**Work instruction**
A complete copy of the entries, exactly as written, is the expected result.

-----

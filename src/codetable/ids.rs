use crate::types::CodeId;

/// Hands out code identities for one table lineage.
///
/// Singletons are identified by their item, so multi-item codes are numbered
/// from the first id past the item universe. Trials are clones of the
/// accepted table, which makes the numbering depend only on the accepted
/// history.
#[derive(Clone, Debug)]
pub struct CodeIdAllocator {
    next: CodeId,
}

impl CodeIdAllocator {
    pub fn starting_at(first: CodeId) -> Self {
        Self { next: first }
    }

    pub fn allocate(&mut self) -> CodeId {
        let id = self.next;
        self.next += 1;
        id
    }

    /// Never hand out `id` or anything below it again.
    pub fn reserve(&mut self, id: CodeId) {
        self.next = self.next.max(id + 1);
    }
}
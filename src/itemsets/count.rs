#![allow(non_snake_case)]

use std::collections::HashSet;

use rayon::prelude::*;
use tracing::info;

use crate::{
    combi::{join_step, prune_step},
    config::MiningConfig,
    database::TransactionDatabase,
    error::Result,
    itemset::Itemset,
    types::{ItemId, ItemsetLength, Support},
};

/// Level-wise frequent itemsets of `transactions`.
///
/// Every itemset with relative support of at least `min_support` and at most
/// `max_len` items is returned with its absolute support, level by level,
/// each level in canonical order.
pub fn generate_frequent_itemsets(
    transactions: &TransactionDatabase,
    min_support: f32,
    max_len: ItemsetLength,
) -> Result<Vec<Itemset>> {
    MiningConfig {
        min_support,
        max_len,
    }
    .validate()?;

    let N = transactions.len() as f32;
    let min_support_count = ((min_support * N).ceil() as Support).max(1);

    // 1-itemset
    let mut level = generate_frequent_1_itemsets(transactions, min_support_count);
    info!(size = 1, frequent = level.len(), "frequent itemsets");

    let mut all_frequent_itemsets = Vec::new();

    // k-itemset, k >= 2
    for size in 2..=max_len {
        if level.is_empty() {
            break;
        }

        let previous: HashSet<Vec<ItemId>> =
            level.iter().map(|itemset| itemset.items().to_vec()).collect();
        let candidates = prune_step(join_step(previous.iter().cloned().collect()), &previous);
        let candidate_count = candidates.len();

        all_frequent_itemsets.append(&mut level);
        level = generate_frequent_k_itemsets(candidates, transactions, min_support_count);
        info!(
            size,
            candidates = candidate_count,
            frequent = level.len(),
            "frequent itemsets"
        );
    }

    all_frequent_itemsets.append(&mut level);
    Ok(all_frequent_itemsets)
}

fn generate_frequent_1_itemsets(
    transactions: &TransactionDatabase,
    min_support_count: Support,
) -> Vec<Itemset> {
    transactions
        .vocabulary()
        .filter_map(|item| {
            let support = transactions.item_support(item);
            if support >= min_support_count {
                Some(Itemset::with_support(vec![item], support))
            } else {
                None
            }
        })
        .collect()
}

fn generate_frequent_k_itemsets(
    candidates: Vec<Vec<ItemId>>,
    transactions: &TransactionDatabase,
    min_support_count: Support,
) -> Vec<Itemset> {
    candidates
        .into_par_iter()
        .filter_map(|candidate| {
            let mut itemset = Itemset::new(candidate);
            let candidate_count = transactions.support(&itemset);
            if candidate_count >= min_support_count {
                itemset.set_support(candidate_count);
                Some(itemset)
            } else {
                None
            }
        })
        .collect()
}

-----

**Result of the exercise**
filename src/codetable/ids.rs
use crate::types::CodeId;

/// Hands out code identities for one table lineage.
///
/// Singletons are identified by their item, so multi-item codes are numbered
/// from the first id past the item universe. Trials are clones of the
/// accepted table, which makes the numbering depend only on the accepted
/// history.
#[derive(Clone, Debug)]
pub struct CodeIdAllocator {
    next: CodeId,
}

impl CodeIdAllocator {
    pub fn starting_at(first: CodeId) -> Self {
        Self { next: first }
    }

    pub fn allocate(&mut self) -> CodeId {
        let id = self.next;
        self.next += 1;
        id
    }

    /// Never hand out `id` or anything below it again.
    pub fn reserve(&mut self, id: CodeId) {
        self.next = self.next.max(id + 1);
    }
}
filename src/itemsets/count.rs
#![allow(non_snake_case)]

use std::collections::HashSet;

use rayon::prelude::*;
use tracing::info;

use crate::{
    combi::{join_step, prune_step},
    config::MiningConfig,
    database::TransactionDatabase,
    error::Result,
    itemset::Itemset,
    types::{ItemId, ItemsetLength, Support},
};

/// Level-wise frequent itemsets of `transactions`.
///
/// Every itemset with relative support of at least `min_support` and at most
/// `max_len` items is returned with its absolute support, level by level,
/// each level in canonical order.
pub fn generate_frequent_itemsets(
    transactions: &TransactionDatabase,
    min_support: f32,
    max_len: ItemsetLength,
) -> Result<Vec<Itemset>> {
    MiningConfig {
        min_support,
        max_len,
    }
    .validate()?;

    let N = transactions.len() as f32;
    let min_support_count = ((min_support * N).ceil() as Support).max(1);

    // 1-itemset
    let mut level = generate_frequent_1_itemsets(transactions, min_support_count);
    info!(size = 1, frequent = level.len(), "frequent itemsets");

    let mut all_frequent_itemsets = Vec::new();

    // k-itemset, k >= 2
    for size in 2..=max_len {
        if level.is_empty() {
            break;
        }

        let previous: HashSet<Vec<ItemId>> =
            level.iter().map(|itemset| itemset.items().to_vec()).collect();
        let candidates = prune_step(join_step(previous.iter().cloned().collect()), &previous);
        let candidate_count = candidates.len();

        all_frequent_itemsets.append(&mut level);
        level = generate_frequent_k_itemsets(candidates, transactions, min_support_count);
        info!(
            size,
            candidates = candidate_count,
            frequent = level.len(),
            "frequent itemsets"
        );
    }

    all_frequent_itemsets.append(&mut level);
    Ok(all_frequent_itemsets)
}

fn generate_frequent_1_itemsets(
    transactions: &TransactionDatabase,
    min_support_count: Support,
) -> Vec<Itemset> {
    transactions
        .vocabulary()
        .filter_map(|item| {
            let support = transactions.item_support(item);
            if support >= min_support_count {
                Some(Itemset::with_support(vec![item], support))
            } else {
                None
            }
        })
        .collect()
}

fn generate_frequent_k_itemsets(
    candidates: Vec<Vec<ItemId>>,
    transactions: &TransactionDatabase,
    min_support_count: Support,
) -> Vec<Itemset> {
    candidates
        .into_par_iter()
        .filter_map(|candidate| {
            let mut itemset = Itemset::new(candidate);
            let candidate_count = transactions.support(&itemset);
            if candidate_count >= min_support_count {
                itemset.set_support(candidate_count);
                Some(itemset)
            } else {
                None
            }
        })
        .collect()
}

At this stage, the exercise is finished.